Architecture / May 26, 2018 / .
The choice of the architect as lead designer is a key decision on any project and will reflect the clients priorities, particularly those related to cost and quality. Clients who plan to develop high quality or landmark developments often employ high profile design practices. Indeed internationally acclaimed architects including Daniel Liebskind, Santiago Calatrava and Dublin-born Pritzker prize-winning Kevin Roche have completed projects in Dublin in the recent past. The leading Irish architectural practices are likewise normally in high demand and clients are keen to buy into their signature. High expectations are usually linked to high prices and such clients will expect to pay a premium on prestigious projects. Nevertheless, they may not be prepared to provide total carte blanche to the architect. Architects, quite naturally, may be reluctant to drop quality standards and compromise their brand to reduce costs and it may difficult for the quantity surveyor to control costs in these circumstances. In this regard Ashworth refers to a cynic who described architecture as the design of beautiful buildings that satisfy only the architect and not the client. At the other end of the cost spectrum a client may require a practical, nononsense design to accommodate a production process. Such designs are often developed by architects operating within a design and build arrangement where providing an economic design is essential to winning the contract.
The quality of the building will express the clients ambitions for a prestigious development. This may range from a top quality building with minimal maintenance requirements where all matters relating to the design are controlled by the design team to developments such as retail or industrial process where the detailed design is not critical and can be undertaken by the contractor. It may be essential to use high quality materials in conservation projects or where planning conditions have been imposed. High standards of craftsmanship will also be required on alterations and extensions to listed or historic buildings.

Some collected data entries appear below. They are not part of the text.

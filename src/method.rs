use std::{fmt::Display, str::FromStr};

use nalgebra::{DMatrix, DVector};

use crate::{
    akima::AkimaEngine,
    bspline::BSplineEngine,
    control_points::{check_finite, check_increasing},
    cubic::CubicEngine,
    error::{InterpolationError, Result},
    linear::LinearEngine,
    options::InterpOptions,
};

/// Interpolated values of one control point row and their partials.
/// - `values` - one value per query point (`n`),
/// - `d_y_cp` - `(n, m)` partials with respect to the control point values,
/// - `d_x_cp` - `(n, m)` partials with respect to the control point locations, if requested.
#[derive(Debug, Clone, PartialEq)]
pub struct SplineEvaluation {
    pub values: DVector<f64>,
    pub d_y_cp: DMatrix<f64>,
    pub d_x_cp: Option<DMatrix<f64>>,
}

/// Operations every interpolation method provides.
pub trait SplineEngine {
    fn name(&self) -> &'static str;

    /// Fewest control points the method can fit.
    fn min_points(&self) -> usize;

    fn supports_x_cp_partials(&self) -> bool {
        false
    }

    /// Evaluates one row of control point values at every query point.
    fn evaluate(&self, x_cp: &[f64], y_cp: &[f64], x_interp: &[f64], x_cp_partials: bool) -> Result<SplineEvaluation>;
}

/// Interpolation method tag.
#[derive(Debug, Clone, Copy, PartialEq, Eq, Hash)]
pub enum Method {
    Akima,
    Cubic,
    BSpline,
    Slinear,
}

impl Method {
    pub fn name(&self) -> &'static str {
        match self {
            Method::Akima => AkimaEngine::NAME,
            Method::Cubic => CubicEngine::NAME,
            Method::BSpline => BSplineEngine::NAME,
            Method::Slinear => LinearEngine::NAME,
        }
    }

    /// Option names the method accepts.
    pub fn recognized_options(&self) -> &'static [&'static str] {
        match self {
            Method::Akima => AkimaEngine::OPTIONS,
            Method::Cubic => CubicEngine::OPTIONS,
            Method::BSpline => BSplineEngine::OPTIONS,
            Method::Slinear => LinearEngine::OPTIONS,
        }
    }
}

impl FromStr for Method {
    type Err = InterpolationError;

    /// # Example
    /// ```
    /// use diffspline::Method;
    ///
    /// assert_eq!(Method::Cubic, "scipy_cubic".parse::<Method>().unwrap());
    /// assert!("quintic".parse::<Method>().is_err());
    /// ```
    fn from_str(s: &str) -> Result<Self> {
        match s {
            "akima" => Ok(Method::Akima),
            "cubic" | "scipy_cubic" => Ok(Method::Cubic),
            "bspline" | "bsplines" => Ok(Method::BSpline),
            "slinear" => Ok(Method::Slinear),
            _ => Err(InterpolationError::UnsupportedMethod(s.to_string())),
        }
    }
}

impl Display for Method {
    fn fmt(&self, f: &mut std::fmt::Formatter<'_>) -> std::fmt::Result {
        write!(f, "{}", self.name())
    }
}

/// Configured engine of one of the supported methods.
#[derive(Debug, Clone, PartialEq)]
pub enum Interpolant {
    Akima(AkimaEngine),
    Cubic(CubicEngine),
    BSpline(BSplineEngine),
    Slinear(LinearEngine),
}

impl Interpolant {
    /// Builds the engine of `method`, rejecting options it does not recognize.
    /// # Example
    /// ```
    /// use diffspline::{Interpolant, InterpOptions, Method};
    ///
    /// let options = InterpOptions::new().set("delta_x", 0.1);
    /// assert!(Interpolant::new(Method::Akima, &options).is_ok());
    ///
    /// let err = Interpolant::new(Method::Cubic, &options).unwrap_err();
    /// assert_eq!("cubic interpolator does not support ['delta_x'] options.", err.to_string());
    /// ```
    pub fn new(method: Method, options: &InterpOptions) -> Result<Self> {
        match method {
            Method::Akima => AkimaEngine::from_options(options).map(Interpolant::Akima),
            Method::Cubic => CubicEngine::from_options(options).map(Interpolant::Cubic),
            Method::BSpline => BSplineEngine::from_options(options).map(Interpolant::BSpline),
            Method::Slinear => LinearEngine::from_options(options).map(Interpolant::Slinear),
        }
    }

    pub fn method(&self) -> Method {
        match self {
            Interpolant::Akima(_) => Method::Akima,
            Interpolant::Cubic(_) => Method::Cubic,
            Interpolant::BSpline(_) => Method::BSpline,
            Interpolant::Slinear(_) => Method::Slinear,
        }
    }
}

macro_rules! dispatch {
    ($interpolant:expr, $engine:ident => $call:expr) => {
        match $interpolant {
            Interpolant::Akima($engine) => $call,
            Interpolant::Cubic($engine) => $call,
            Interpolant::BSpline($engine) => $call,
            Interpolant::Slinear($engine) => $call,
        }
    };
}

impl SplineEngine for Interpolant {
    fn name(&self) -> &'static str {
        dispatch!(self, engine => engine.name())
    }

    fn min_points(&self) -> usize {
        dispatch!(self, engine => engine.min_points())
    }

    fn supports_x_cp_partials(&self) -> bool {
        dispatch!(self, engine => engine.supports_x_cp_partials())
    }

    fn evaluate(&self, x_cp: &[f64], y_cp: &[f64], x_interp: &[f64], x_cp_partials: bool) -> Result<SplineEvaluation> {
        dispatch!(self, engine => engine.evaluate(x_cp, y_cp, x_interp, x_cp_partials))
    }
}

/// Entry checks shared by the engines, run before any numeric work: the shapes of
/// [check_shape], then finite values and a strictly increasing `x_cp`.
pub(crate) fn check_row(method: &str, min_points: usize, x_cp: &[f64], y_cp: &[f64], x_interp: &[f64]) -> Result<()> {
    check_shape(method, min_points, x_cp.len(), y_cp.len(), x_interp.len())?;
    check_finite("x_cp", x_cp)?;
    check_increasing(x_cp)?;
    check_finite("y_cp", y_cp)?;
    check_finite("x_interp", x_interp)
}

/// Length checks: non-empty arrays, matching `y_cp`, enough control points.
pub(crate) fn check_shape(method: &str, min_points: usize, m: usize, y_len: usize, n: usize) -> Result<()> {
    if m == 0 {
        return Err(InterpolationError::EmptyInput("x_cp".to_string()));
    }
    if y_len != m {
        return Err(InterpolationError::LengthMismatch { name: "y_cp".to_string(), expected: m, actual: y_len });
    }
    if m < min_points {
        return Err(InterpolationError::InsufficientPoints {
            method: method.to_string(),
            required: min_points,
            actual: m,
        });
    }
    if n == 0 {
        return Err(InterpolationError::EmptyInput("x_interp".to_string()));
    }
    Ok(())
}

/// Rejects x_cp partial requests for methods that cannot provide them.
pub(crate) fn check_x_cp_partials<E: SplineEngine>(engine: &E, x_cp_partials: bool) -> Result<()> {
    if x_cp_partials && !engine.supports_x_cp_partials() {
        return Err(InterpolationError::UnsupportedPartials { method: engine.name().to_string() });
    }
    Ok(())
}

The materials specified and the proposed construction details will have an important bearing on the cost of the project. The relationship of quality to cost has been commented on above, and buildings which incorporate high quality and innovative features are invariably more expensive than those which are purely functional. The choice depends on what the client is willing to pay. The materials, nevertheless, should be appropriate for their use; over-specification is wasteful.
Clients who prioritise cost over speed or who require fixed price lump sums will generally experience longer development programmes, as designs must be substantially completed before tenders can be obtained. This process may take a considerable amount of time as careful thought is required to develop and refine the scheme design. The design, in turn, influences the contractors construction methods which determine length of time taken to complete the contract on site.